Yo no quiero ser colombiano. O más bien, no quiero ser colombiano como no quiero tampoco ser de algún otro lugar. En ese sentido, una revisión de los Derechos Humanos debería garantizar el derecho inalienable a No Tener Nacionalidad. Por eso es que algunos terminamos matriculados como «artistas», a fin de cuentas el arte es lo más cercano a hacer nada, pero no porque uno haga nada sino porque todo tiende a terminar en la patria de la nada. Esto lo digo sin dramatismos ni huevonadas, sin cara solemne tipo Sartre y sin el nadadito de perro de algunos nadaístas, nada de eso. El arte sólo sería, en mi caso, un relato construido para darle sentido a algo que no lo tiene. En arte no hay solución porque no hay problema.

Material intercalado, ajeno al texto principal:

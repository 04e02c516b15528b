//! # COVE API Rust Client
//!
//! A Rust client for the PBS COVE media-catalog API: programs, categories,
//! groups, producers, videos, and the graveyard feed of deleted resources.
//!
//! ## Overview
//!
//! This crate provides:
//! - [`Connection`]: credentials and host, with one [`Requestor`] per collection
//! - [`Requestor`]: `get`, `filter`, and `deleted_since` against one collection
//! - Canonical, deterministically ordered query strings via [`rest::canonicalize`]
//! - `X-PBSAuth` request signing via [`auth::PbsAuthSigner`]
//! - Resource URI parsing via [`rest::parse_resource_uri`]
//!
//! ## Quick Start
//!
//! ```rust,ignore
//! use coveapi::Connection;
//! use coveapi::rest::{FilterParams, ResourceLocator};
//!
//! let connection = Connection::connect("my-app-id", "my-secret", None)?;
//!
//! // A single program by id
//! let program = connection
//!     .programs()
//!     .get(ResourceLocator::Id(1001), &FilterParams::new())
//!     .await?;
//!
//! // Videos matching a filter
//! let params = FilterParams::new()
//!     .with("filter_program", 1001)
//!     .with("order_by", "-airdate");
//! let videos = connection.videos().filter(&params).await?;
//!
//! // Follow a resource URI returned by the API
//! let locator: ResourceLocator = "/cove/v1/programs/1001/".parse()?;
//! let same_program = connection.programs().get(locator, &FilterParams::new()).await?;
//! ```
//!
//! ## Parsing Resource URIs
//!
//! ```rust
//! use coveapi::rest::parse_resource_uri;
//!
//! let parsed = parse_resource_uri("/cove/v1/videos/42/").unwrap();
//! assert_eq!(parsed.object, "videos");
//! assert_eq!(parsed.id, Some(42));
//! ```
//!
//! ## Design Principles
//!
//! - **No global state**: Configuration is instance-based and passed explicitly
//! - **Fail-fast validation**: All newtypes validate on construction
//! - **Thread-safe**: `Connection` and `Requestor` are `Send + Sync`
//! - **Read-only**: only GET requests; no retry, caching, or pagination
//! - **Pluggable collaborators**: signer and transport sit behind traits

pub mod auth;
pub mod clients;
pub mod config;
mod connection;
pub mod error;
pub mod rest;

pub use auth::{Credentials, PbsAuthSigner, RequestSigner, SigningError};
pub use clients::{HttpClient, HttpError, HttpRequest, HttpResponseError, Transport};
pub use config::{AppId, AppSecret, CoveConfig, CoveConfigBuilder, HostUrl};
pub use connection::Connection;
pub use error::{ConfigError, CoveError};
pub use rest::{
    parse_resource_uri, CollectionType, FilterParams, FilterValue, ParsedResourceUri,
    Requestor, ResourceLocator, SpaceEncoding,
};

Donde hay cultura la vida se jodió, porque es un testimonio construido, es una prueba falsa, un falso indicio. Es un simulacro de testimonio. La cultura no mata y el mundo cultural es inofensivo o, más bien, como toda la vida del aspirante a pequeñoburgués, mata de a poquitos: deprime, reseca y desespera; lleva al suicidio o al alcoholismo; obliga a unos cuantos a cambiar de vida, a volverse huraños y a esconderse por años en una finca de la sabana. A otros, que no tenemos finca ni perspectivas profesionales, ni plata para trago, nos va volviendo cínicos y aún más resentidos de lo que ya éramos por cuenta de nuestra extracción social no muy afortunada.
Si a Bogotá le dicen la Atenas suramericana tal vez sea porque sólo es ruinas. Me gusta caminar por la plaza de Bolívar, y no es por la plaza, ni por su valor arquitectónico o por una evocación historicista, me gusta porque es ahí donde terminan todos mis paseos. El mapa del centro de Bogotá me resulta predecible. Durante años y sin proponérmelo he levantado un plano mental de todas sus calles. Son derivas en las que oscilo entre el desespero que me causa evadir tareas pendientes y una calma chicha que promete tragedias inminentes y comienzos promisorios. Ver en los andenes el pollo transgénico (con orejas de conejo), el rallador de papa multiusos, los afiches de tetas de millos y nacional, las camisetas chinas y los CDs de Reggaeton a $2000, eficientemente ofrecidos por personas que consiguen lo que uno necesita con apenas un silbido, que saben cuándo desaparecer porque llegó el camión de la policía y que pueden rearmar sus tenderetes con una agilidad increíble, me habla más de la ciudad del futuro —de nuevas condiciones y formas de solidaridad para la supervivencia—, y del mundo en general, que los logros de los que se ufanan las administraciones distritales, los gestores culturales y los artistas filósofos pero sin filo.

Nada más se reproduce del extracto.